Your answer should be the complete set of entries, transcribed exactly.

── Exercise inputs

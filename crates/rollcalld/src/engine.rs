use image::GrayImage;
use rollcall_core::{DetectorBackbone, EncodingExtractor, ExtractError, GalleryStore, MatchResult, Matcher};
use std::sync::Arc;
use thiserror::Error;
use tokio::sync::{mpsc, oneshot};

#[derive(Error, Debug)]
pub enum EngineError {
    #[error("extraction failed: {0}")]
    Extract(#[from] ExtractError),
    #[error("failed to spawn engine thread: {0}")]
    Spawn(#[from] std::io::Error),
    #[error("engine thread exited")]
    ChannelClosed,
}

/// Messages sent from the recognition loop to the engine thread.
enum EngineRequest {
    Recognize {
        frame: GrayImage,
        reply: oneshot::Sender<Result<Vec<MatchResult>, EngineError>>,
    },
}

/// Clone-safe handle to the engine thread.
#[derive(Clone)]
pub struct EngineHandle {
    tx: mpsc::Sender<EngineRequest>,
}

impl EngineHandle {
    /// Detect every face in `frame` and match each against the serving gallery.
    ///
    /// Results come back in detection order; an empty vector means no face.
    pub async fn recognize(&self, frame: GrayImage) -> Result<Vec<MatchResult>, EngineError> {
        let (reply_tx, reply_rx) = oneshot::channel();
        self.tx
            .send(EngineRequest::Recognize { frame, reply: reply_tx })
            .await
            .map_err(|_| EngineError::ChannelClosed)?;
        reply_rx.await.map_err(|_| EngineError::ChannelClosed)?
    }
}

/// Spawn the engine on a dedicated OS thread.
///
/// Inference is blocking and stateful, so it stays off the async runtime.
/// Each request matches against the gallery snapshot current when it is
/// picked up; a reload swaps the snapshot between requests, never during one.
pub fn spawn_engine<E, M>(
    mut extractor: E,
    matcher: M,
    store: Arc<GalleryStore>,
    backbone: DetectorBackbone,
) -> Result<EngineHandle, EngineError>
where
    E: EncodingExtractor + 'static,
    M: Matcher + Send + 'static,
{
    let (tx, mut rx) = mpsc::channel::<EngineRequest>(4);

    std::thread::Builder::new()
        .name("rollcall-engine".into())
        .spawn(move || {
            tracing::info!(%backbone, "engine thread started");
            while let Some(req) = rx.blocking_recv() {
                match req {
                    EngineRequest::Recognize { frame, reply } => {
                        let result = run_recognize(&mut extractor, &matcher, &store, backbone, &frame);
                        let _ = reply.send(result);
                    }
                }
            }
            tracing::info!("engine thread exiting");
        })?;

    Ok(EngineHandle { tx })
}

fn run_recognize<E: EncodingExtractor, M: Matcher>(
    extractor: &mut E,
    matcher: &M,
    store: &GalleryStore,
    backbone: DetectorBackbone,
    frame: &GrayImage,
) -> Result<Vec<MatchResult>, EngineError> {
    let faces = extractor.extract(frame, backbone)?;
    if faces.is_empty() {
        return Ok(Vec::new());
    }
    let gallery = store.current();
    let results = matcher.compare_all(&faces, &gallery);
    tracing::debug!(
        faces = results.len(),
        accepted = results.iter().filter(|r| r.is_accepted()).count(),
        gallery_version = gallery.version,
        "frame recognised"
    );
    Ok(results)
}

────

■ Output of the task ■
filename crates/rollcalld/src/engine.rs
use image::GrayImage;
use rollcall_core::{DetectorBackbone, EncodingExtractor, ExtractError, GalleryStore, MatchResult, Matcher};
use std::sync::Arc;
use thiserror::Error;
use tokio::sync::{mpsc, oneshot};

#[derive(Error, Debug)]
pub enum EngineError {
    #[error("extraction failed: {0}")]
    Extract(#[from] ExtractError),
    #[error("failed to spawn engine thread: {0}")]
    Spawn(#[from] std::io::Error),
    #[error("engine thread exited")]
    ChannelClosed,
}

/// Messages sent from the recognition loop to the engine thread.
enum EngineRequest {
    Recognize {
        frame: GrayImage,
        reply: oneshot::Sender<Result<Vec<MatchResult>, EngineError>>,
    },
}

/// Clone-safe handle to the engine thread.
#[derive(Clone)]
pub struct EngineHandle {
    tx: mpsc::Sender<EngineRequest>,
}

impl EngineHandle {
    /// Detect every face in `frame` and match each against the serving gallery.
    ///
    /// Results come back in detection order; an empty vector means no face.
    pub async fn recognize(&self, frame: GrayImage) -> Result<Vec<MatchResult>, EngineError> {
        let (reply_tx, reply_rx) = oneshot::channel();
        self.tx
            .send(EngineRequest::Recognize { frame, reply: reply_tx })
            .await
            .map_err(|_| EngineError::ChannelClosed)?;
        reply_rx.await.map_err(|_| EngineError::ChannelClosed)?
    }
}

/// Spawn the engine on a dedicated OS thread.
///
/// Inference is blocking and stateful, so it stays off the async runtime.
/// Each request matches against the gallery snapshot current when it is
/// picked up; a reload swaps the snapshot between requests, never during one.
pub fn spawn_engine<E, M>(
    mut extractor: E,
    matcher: M,
    store: Arc<GalleryStore>,
    backbone: DetectorBackbone,
) -> Result<EngineHandle, EngineError>
where
    E: EncodingExtractor + 'static,
    M: Matcher + Send + 'static,
{
    let (tx, mut rx) = mpsc::channel::<EngineRequest>(4);

    std::thread::Builder::new()
        .name("rollcall-engine".into())
        .spawn(move || {
            tracing::info!(%backbone, "engine thread started");
            while let Some(req) = rx.blocking_recv() {
                match req {
                    EngineRequest::Recognize { frame, reply } => {
                        let result = run_recognize(&mut extractor, &matcher, &store, backbone, &frame);
                        let _ = reply.send(result);
                    }
                }
            }
            tracing::info!("engine thread exiting");
        })?;

    Ok(EngineHandle { tx })
}

fn run_recognize<E: EncodingExtractor, M: Matcher>(
    extractor: &mut E,
    matcher: &M,
    store: &GalleryStore,
    backbone: DetectorBackbone,
    frame: &GrayImage,
) -> Result<Vec<MatchResult>, EngineError> {
    let faces = extractor.extract(frame, backbone)?;
    if faces.is_empty() {
        return Ok(Vec::new());
    }
    let gallery = store.current();
    let results = matcher.compare_all(&faces, &gallery);
    tracing::debug!(
        faces = results.len(),
        accepted = results.iter().filter(|r| r.is_accepted()).count(),
        gallery_version = gallery.version,
        "frame recognised"
    );
    Ok(results)
}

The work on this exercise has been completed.